Но это был первый день, а на второй день стало уже нормальнее: я понял, потом мне и ребята сказали, что нажал немножко — останови, посмотри. Если он продолжает валиться — опять немножко нажми. Пока не остановится. И все. Но не пережимай! Уже потом, когда мы шли через штормовое Северное море и Балтику, я вел совершенно спокойно, даже на градус не отходил от курса...
Когда мы стали подходить к островам Кайкос, появился первый американский разведчик: двухмоторный самолет с баками на концах крыльев.

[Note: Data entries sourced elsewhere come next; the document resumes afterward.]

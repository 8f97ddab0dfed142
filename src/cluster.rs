//! Per-cluster capability traits.
//!
//! Defines the interfaces the engine needs from each cluster: a CRUD client
//! for the traffic-routing resource type, cached rollout/deployment lookups,
//! workload update hooks, and the optional state-registry mirror. The
//! control-plane daemon provides implementations backed by real API clients;
//! tests substitute in-memory fakes.
//!
//! # Example
//!
//! ```rust,no_run
//! use fleet_replicator::cluster::{ApiError, ApiResult, BoxApiFuture, TrafficRoutingApi};
//! use fleet_replicator::resource::TrafficRoutingResource;
//!
//! struct MyClient { /* ... */ }
//!
//! impl TrafficRoutingApi for MyClient {
//!     fn get(&self, _namespace: &str, _name: &str) -> BoxApiFuture<'_, TrafficRoutingResource> {
//!         Box::pin(async move { Err(ApiError::NotFound) })
//!     }
//!
//!     fn create(&self, resource: TrafficRoutingResource) -> BoxApiFuture<'_, TrafficRoutingResource> {
//!         Box::pin(async move { Ok(resource) })
//!     }
//!
//!     fn update(&self, resource: TrafficRoutingResource) -> BoxApiFuture<'_, TrafficRoutingResource> {
//!         Box::pin(async move { Ok(resource) })
//!     }
//!
//!     fn delete(&self, _namespace: &str, _name: &str) -> BoxApiFuture<'_, ()> {
//!         Box::pin(async move { Ok(()) })
//!     }
//! }
//! ```

use crate::resource::TrafficRoutingResource;
use crate::workload::{Deployment, Rollout};
use std::future::Future;
use std::pin::Pin;
use std::sync::Arc;
use thiserror::Error;

/// Result type for per-cluster API operations.
pub type ApiResult<T> = std::result::Result<T, ApiError>;

/// Type alias for boxed async futures returned by the client traits.
pub type BoxApiFuture<'a, T> = Pin<Box<dyn Future<Output = ApiResult<T>> + Send + 'a>>;

/// Typed error surface of a per-cluster API client.
///
/// Client implementations classify their transport errors into these
/// variants so the engine never inspects error text. In particular
/// [`ApiError::ClusterUnreachable`] replaces the historical practice of
/// regex-matching "no such host" messages.
#[derive(Error, Debug, Clone, PartialEq, Eq)]
pub enum ApiError {
    /// The object does not exist. Expected on first create and on repeated
    /// deletes; treated as "create" or "already gone", never as a failure.
    #[error("not found")]
    NotFound,

    /// Create raced with another writer that got there first.
    #[error("already exists")]
    AlreadyExists,

    /// Optimistic-concurrency version check failed on update.
    #[error("resource version conflict")]
    Conflict,

    /// The cluster endpoint cannot be reached at the network level
    /// (DNS resolution failure, connection refused on a dead endpoint).
    /// Downgraded to a warning wherever it occurs.
    #[error("cluster unreachable: {message}")]
    ClusterUnreachable { message: String },

    /// Any other API failure.
    #[error("api error: {message}")]
    Api { message: String },
}

impl ApiError {
    /// Build an unreachable-cluster error.
    pub fn unreachable(message: impl Into<String>) -> Self {
        Self::ClusterUnreachable {
            message: message.into(),
        }
    }

    /// Build a generic API error.
    pub fn api(message: impl Into<String>) -> Self {
        Self::Api {
            message: message.into(),
        }
    }

    /// True when the error means the target cluster is dead (unreachable at
    /// the network level). Dead clusters are logged as warnings and skipped
    /// so one bad endpoint never destabilizes fan-out to the healthy fleet.
    pub fn is_dead_cluster(&self) -> bool {
        matches!(self, Self::ClusterUnreachable { .. })
    }

    /// True when the error is the expected absence of an object.
    pub fn is_not_found(&self) -> bool {
        matches!(self, Self::NotFound)
    }

    /// True when an update lost an optimistic-concurrency race.
    pub fn is_conflict(&self) -> bool {
        matches!(self, Self::Conflict)
    }
}

/// CRUD client for the traffic-routing resource type in one cluster.
///
/// All operations address objects by `(namespace, name)`. Create and update
/// return the server's view of the written object (with its new resource
/// version).
pub trait TrafficRoutingApi: Send + Sync {
    fn get(&self, namespace: &str, name: &str) -> BoxApiFuture<'_, TrafficRoutingResource>;
    fn create(&self, resource: TrafficRoutingResource) -> BoxApiFuture<'_, TrafficRoutingResource>;
    fn update(&self, resource: TrafficRoutingResource) -> BoxApiFuture<'_, TrafficRoutingResource>;
    fn delete(&self, namespace: &str, name: &str) -> BoxApiFuture<'_, ()>;
}

/// Rollout listing and cached lookup for one cluster.
pub trait RolloutApi: Send + Sync {
    /// List all rollouts in a namespace (live API call).
    fn list(&self, namespace: &str) -> BoxApiFuture<'_, Vec<Rollout>>;

    /// Cached lookup by `(workload identity, environment)` key.
    /// Returns `None` on a cache miss; never an error.
    fn get_cached(&self, identity: &str, env: &str) -> Option<Rollout>;
}

/// Cached deployment lookup for one cluster.
pub trait DeploymentApi: Send + Sync {
    /// Cached lookup by `(workload identity, environment)` key.
    fn get_cached(&self, identity: &str, env: &str) -> Option<Deployment>;
}

/// Update hooks the engine fires to re-trigger downstream reconciliation
/// for a workload. Implemented by the surrounding control plane.
pub trait WorkloadHooks: Send + Sync {
    fn rollout_updated(&self, cluster: &str, rollout: Rollout) -> BoxApiFuture<'_, ()>;
    fn deployment_updated(&self, cluster: &str, deployment: Deployment) -> BoxApiFuture<'_, ()>;
}

/// Optional mirror of replication events into an external state registry.
///
/// Only consulted when the fleet runs in a state-sync role. Both calls are
/// best effort; the engine logs and swallows their errors.
pub trait StateRegistryMirror: Send + Sync {
    fn put_custom_data(
        &self,
        cluster: &str,
        namespace: &str,
        name: &str,
        resource_kind: &str,
        transaction_id: &str,
        resource: &TrafficRoutingResource,
    ) -> BoxApiFuture<'_, ()>;

    fn delete_custom_data(
        &self,
        cluster: &str,
        namespace: &str,
        name: &str,
        resource_kind: &str,
        transaction_id: &str,
    ) -> BoxApiFuture<'_, ()>;
}

/// Per-cluster capability bundle.
///
/// One handle per cluster, shared read-only by every task operating on that
/// cluster. The rollout and deployment clients are optional: not every
/// cluster runs progressive delivery.
#[derive(Clone)]
pub struct ClusterHandle {
    pub cluster_id: String,
    pub traffic_routing: Option<Arc<dyn TrafficRoutingApi>>,
    pub rollouts: Option<Arc<dyn RolloutApi>>,
    pub deployments: Option<Arc<dyn DeploymentApi>>,
}

impl ClusterHandle {
    /// Create a handle with no sub-clients attached.
    pub fn new(cluster_id: impl Into<String>) -> Self {
        Self {
            cluster_id: cluster_id.into(),
            traffic_routing: None,
            rollouts: None,
            deployments: None,
        }
    }

    pub fn with_traffic_routing(mut self, client: Arc<dyn TrafficRoutingApi>) -> Self {
        self.traffic_routing = Some(client);
        self
    }

    pub fn with_rollouts(mut self, client: Arc<dyn RolloutApi>) -> Self {
        self.rollouts = Some(client);
        self
    }

    pub fn with_deployments(mut self, client: Arc<dyn DeploymentApi>) -> Self {
        self.deployments = Some(client);
        self
    }
}

impl std::fmt::Debug for ClusterHandle {
    fn fmt(&self, f: &mut std::fmt::Formatter<'_>) -> std::fmt::Result {
        f.debug_struct("ClusterHandle")
            .field("cluster_id", &self.cluster_id)
            .field("traffic_routing", &self.traffic_routing.is_some())
            .field("rollouts", &self.rollouts.is_some())
            .field("deployments", &self.deployments.is_some())
            .finish()
    }
}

Подходит с кормы, буквально чуть не цепляя за мачты, пролетает рядом с пароходом, затем, пройдя дальше, огибает пароход, и проходит над ним. В открытом люке сидит, привязанный ремнем, некто с киноаппаратом или фотоаппаратом, издали не видно, и снимает пароход, снимает осадку. Как я сказал, это был далеко не такой тяжелый груз, пароход шел как полупустой, это было видно. А так как пустой торговый пароход за границу не ходит, то значит, там что-то непонятное...
Стали появляться американские военные корабли, которые издали сигналили: «Остановитесь, сообщите свои позывные, кто вы и куда идете?» Но мы шли, не обращая на них внимания.
Когда мы подошли к Сантьяго, то встали на рейде и дали портовым властям сигнал, что мы находимся возле них — пришлите лоцмана. Вскоре подходит лоцманский катер, оттуда здоровенный детина в «бобочке» и брюках орет: «Какого хрена вы сюда пришли? Чего вам здесь надо?» — «Кто ты такой?» — отвечает наш подполковник. «Я — представитель Генерального штаба! Давайте уходите отсюда!» — «А ну, давай иди сюда — узнаем, кто ты такой на самом деле!»
Спустили штормтрап, он поднялся. Подполковник говорит: «Документы!» — «Какие документы, у меня никаких документов нет!» — «А откуда я знаю, что ты не американец? Вот сейчас я тебя посажу — и пойдем в Гавану!» — «Сажай! С удовольствием пойду в Гавану вместе с вами, на фиг мне тут сидеть!»
В конце концов, мы ему поверили, и он нам сказал идти выгружать танки в одну из бухт по южному берегу. Заходим в бухту, выгружаем танки — фактически, на голый берег, — и действительно, они своим ходом пошли куда надо, а мы последовали дальше, чтобы выгрузить вооружение и боеприпасы.